Work instructions: The data below should be copied over with complete accuracy.

[Dataset entries]
----------------------------------------
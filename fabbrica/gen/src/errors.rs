//! Error types for the fabbrica generator.
//!
//! Every failure is fatal: a run either emits a complete file or nothing.
//! Problems inside the template engine live in their own [`TemplateError`]
//! type so a broken synthesizer is never reported as bad schema data.

use strum::Display;
use thiserror::Error;

use crate::template::Shape;

/// Coarse classification of a [`GeneratorError`].
#[derive(Debug, Clone, Copy, PartialEq, Eq, Display)]
pub enum ErrorKind {
    /// A required entity or input type is missing from the document.
    Lookup,
    /// A scalar kind outside the supported set, or a non-scalar where a
    /// scalar was required.
    TypeMapping,
    /// A synthesizer built a template incorrectly.
    TemplateContract,
    /// Input type and entity disagree about a scalar field.
    InternalConsistency,
    /// Schema names that cannot be emitted as identifiers.
    InvalidSchema,
    /// Reading or writing files.
    Io,
    /// Bad generator configuration.
    Config,
}

/// Errors that can occur during code generation.
#[derive(Debug, Error)]
pub enum GeneratorError {
    /// The `{Model}CreateInput` type is absent from the schema.
    #[error("Input type '{input_type}' for model '{model}' was not found in the schema")]
    InputTypeNotFound { model: String, input_type: String },

    /// A model requested by name is absent from the schema.
    #[error("Model '{model}' was not found in the schema")]
    ModelNotFound { model: String },

    /// Scalar kind outside the closed set.
    #[error("Unknown scalar type \"{kind}\" for {model}.{field}")]
    UnknownScalarType {
        model: String,
        field: String,
        kind: String,
    },

    /// The type mapper was handed a non-scalar descriptor.
    #[error("Invalid call for {model}.{field}: only scalar field types can be mapped")]
    NotScalarField { model: String, field: String },

    /// A scalar input field has no counterpart among the model's fields.
    #[error("Scalar input field '{field}' has no matching field on model '{model}'")]
    ModelFieldNotFound { model: String, field: String },

    /// A schema name that cannot be used as an identifier.
    #[error("'{name}' is not a valid identifier ({context})")]
    InvalidIdentifier { name: String, context: String },

    #[error(transparent)]
    Template(#[from] TemplateError),

    /// Failed to read an input file
    #[error("Failed to read '{path}': {source}")]
    ReadError {
        path: String,
        #[source]
        source: std::io::Error,
    },

    /// The schema document is not valid JSON for the expected layout
    #[error("Failed to parse schema document '{path}': {source}")]
    SchemaParseError {
        path: String,
        #[source]
        source: serde_json::Error,
    },

    /// Failed to write output file
    #[error("Failed to write output file '{path}': {source}")]
    WriteError {
        path: String,
        #[source]
        source: std::io::Error,
    },

    /// Invalid configuration
    #[error("Invalid configuration: {0}")]
    ConfigError(String),
}

impl GeneratorError {
    pub fn kind(&self) -> ErrorKind {
        match self {
            Self::InputTypeNotFound { .. } | Self::ModelNotFound { .. } => ErrorKind::Lookup,
            Self::UnknownScalarType { .. } | Self::NotScalarField { .. } => ErrorKind::TypeMapping,
            Self::ModelFieldNotFound { .. } => ErrorKind::InternalConsistency,
            Self::InvalidIdentifier { .. } => ErrorKind::InvalidSchema,
            Self::Template(_) => ErrorKind::TemplateContract,
            Self::ReadError { .. } | Self::WriteError { .. } | Self::SchemaParseError { .. } => {
                ErrorKind::Io
            }
            Self::ConfigError(_) => ErrorKind::Config,
        }
    }
}

/// Contract violations inside the template engine.
#[derive(Debug, Clone, PartialEq, Eq, Error)]
pub enum TemplateError {
    /// Template text could not be tokenized.
    #[error("Template text is not tokenizable: {message}")]
    Lex { message: String },

    /// A placeholder in the template has no binding.
    #[error("Placeholder '{name}' has no binding")]
    UnboundPlaceholder { name: String },

    /// A binding is never referenced by the template.
    #[error("Binding '{name}' is not used by the template")]
    UnusedBinding { name: String },

    /// The same placeholder was bound twice.
    #[error("Binding '{name}' was supplied more than once")]
    DuplicateBinding { name: String },

    /// The resolved tree is not of the declared shape.
    #[error("Expected a {expected} fragment: {reason}")]
    ShapeMismatch { expected: Shape, reason: String },
}

#[cfg(test)]
mod tests {
    use super::*;

    #[test]
    fn unknown_scalar_message_names_model_and_field() {
        let err = GeneratorError::UnknownScalarType {
            model: "TestModel".to_string(),
            field: "weird".to_string(),
            kind: "Uuid".to_string(),
        };

        assert_eq!(err.to_string(), "Unknown scalar type \"Uuid\" for TestModel.weird");
        assert_eq!(err.kind(), ErrorKind::TypeMapping);
    }

    #[test]
    fn template_errors_never_classify_as_schema_problems() {
        let err: GeneratorError = TemplateError::UnboundPlaceholder {
            name: "MODEL_NAME".to_string(),
        }
        .into();

        assert_eq!(err.kind(), ErrorKind::TemplateContract);
        assert_eq!(err.to_string(), "Placeholder 'MODEL_NAME' has no binding");
    }

    #[test]
    fn kinds_display_their_names() {
        assert_eq!(ErrorKind::Lookup.to_string(), "Lookup");
        assert_eq!(ErrorKind::InternalConsistency.to_string(), "InternalConsistency");
    }
}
----------------------------------------
Solution for this problem:
filename fabbrica/gen/src/errors.rs
//! Error types for the fabbrica generator.
//!
//! Every failure is fatal: a run either emits a complete file or nothing.
//! Problems inside the template engine live in their own [`TemplateError`]
//! type so a broken synthesizer is never reported as bad schema data.

use strum::Display;
use thiserror::Error;

use crate::template::Shape;

/// Coarse classification of a [`GeneratorError`].
#[derive(Debug, Clone, Copy, PartialEq, Eq, Display)]
pub enum ErrorKind {
    /// A required entity or input type is missing from the document.
    Lookup,
    /// A scalar kind outside the supported set, or a non-scalar where a
    /// scalar was required.
    TypeMapping,
    /// A synthesizer built a template incorrectly.
    TemplateContract,
    /// Input type and entity disagree about a scalar field.
    InternalConsistency,
    /// Schema names that cannot be emitted as identifiers.
    InvalidSchema,
    /// Reading or writing files.
    Io,
    /// Bad generator configuration.
    Config,
}

/// Errors that can occur during code generation.
#[derive(Debug, Error)]
pub enum GeneratorError {
    /// The `{Model}CreateInput` type is absent from the schema.
    #[error("Input type '{input_type}' for model '{model}' was not found in the schema")]
    InputTypeNotFound { model: String, input_type: String },

    /// A model requested by name is absent from the schema.
    #[error("Model '{model}' was not found in the schema")]
    ModelNotFound { model: String },

    /// Scalar kind outside the closed set.
    #[error("Unknown scalar type \"{kind}\" for {model}.{field}")]
    UnknownScalarType {
        model: String,
        field: String,
        kind: String,
    },

    /// The type mapper was handed a non-scalar descriptor.
    #[error("Invalid call for {model}.{field}: only scalar field types can be mapped")]
    NotScalarField { model: String, field: String },

    /// A scalar input field has no counterpart among the model's fields.
    #[error("Scalar input field '{field}' has no matching field on model '{model}'")]
    ModelFieldNotFound { model: String, field: String },

    /// A schema name that cannot be used as an identifier.
    #[error("'{name}' is not a valid identifier ({context})")]
    InvalidIdentifier { name: String, context: String },

    #[error(transparent)]
    Template(#[from] TemplateError),

    /// Failed to read an input file
    #[error("Failed to read '{path}': {source}")]
    ReadError {
        path: String,
        #[source]
        source: std::io::Error,
    },

    /// The schema document is not valid JSON for the expected layout
    #[error("Failed to parse schema document '{path}': {source}")]
    SchemaParseError {
        path: String,
        #[source]
        source: serde_json::Error,
    },

    /// Failed to write output file
    #[error("Failed to write output file '{path}': {source}")]
    WriteError {
        path: String,
        #[source]
        source: std::io::Error,
    },

    /// Invalid configuration
    #[error("Invalid configuration: {0}")]
    ConfigError(String),
}

impl GeneratorError {
    pub fn kind(&self) -> ErrorKind {
        match self {
            Self::InputTypeNotFound { .. } | Self::ModelNotFound { .. } => ErrorKind::Lookup,
            Self::UnknownScalarType { .. } | Self::NotScalarField { .. } => ErrorKind::TypeMapping,
            Self::ModelFieldNotFound { .. } => ErrorKind::InternalConsistency,
            Self::InvalidIdentifier { .. } => ErrorKind::InvalidSchema,
            Self::Template(_) => ErrorKind::TemplateContract,
            Self::ReadError { .. } | Self::WriteError { .. } | Self::SchemaParseError { .. } => {
                ErrorKind::Io
            }
            Self::ConfigError(_) => ErrorKind::Config,
        }
    }
}

/// Contract violations inside the template engine.
#[derive(Debug, Clone, PartialEq, Eq, Error)]
pub enum TemplateError {
    /// Template text could not be tokenized.
    #[error("Template text is not tokenizable: {message}")]
    Lex { message: String },

    /// A placeholder in the template has no binding.
    #[error("Placeholder '{name}' has no binding")]
    UnboundPlaceholder { name: String },

    /// A binding is never referenced by the template.
    #[error("Binding '{name}' is not used by the template")]
    UnusedBinding { name: String },

    /// The same placeholder was bound twice.
    #[error("Binding '{name}' was supplied more than once")]
    DuplicateBinding { name: String },

    /// The resolved tree is not of the declared shape.
    #[error("Expected a {expected} fragment: {reason}")]
    ShapeMismatch { expected: Shape, reason: String },
}

#[cfg(test)]
mod tests {
    use super::*;

    #[test]
    fn unknown_scalar_message_names_model_and_field() {
        let err = GeneratorError::UnknownScalarType {
            model: "TestModel".to_string(),
            field: "weird".to_string(),
            kind: "Uuid".to_string(),
        };

        assert_eq!(err.to_string(), "Unknown scalar type \"Uuid\" for TestModel.weird");
        assert_eq!(err.kind(), ErrorKind::TypeMapping);
    }

    #[test]
    fn template_errors_never_classify_as_schema_problems() {
        let err: GeneratorError = TemplateError::UnboundPlaceholder {
            name: "MODEL_NAME".to_string(),
        }
        .into();

        assert_eq!(err.kind(), ErrorKind::TemplateContract);
        assert_eq!(err.to_string(), "Placeholder 'MODEL_NAME' has no binding");
    }

    #[test]
    fn kinds_display_their_names() {
        assert_eq!(ErrorKind::Lookup.to_string(), "Lookup");
        assert_eq!(ErrorKind::InternalConsistency.to_string(), "InternalConsistency");
    }
}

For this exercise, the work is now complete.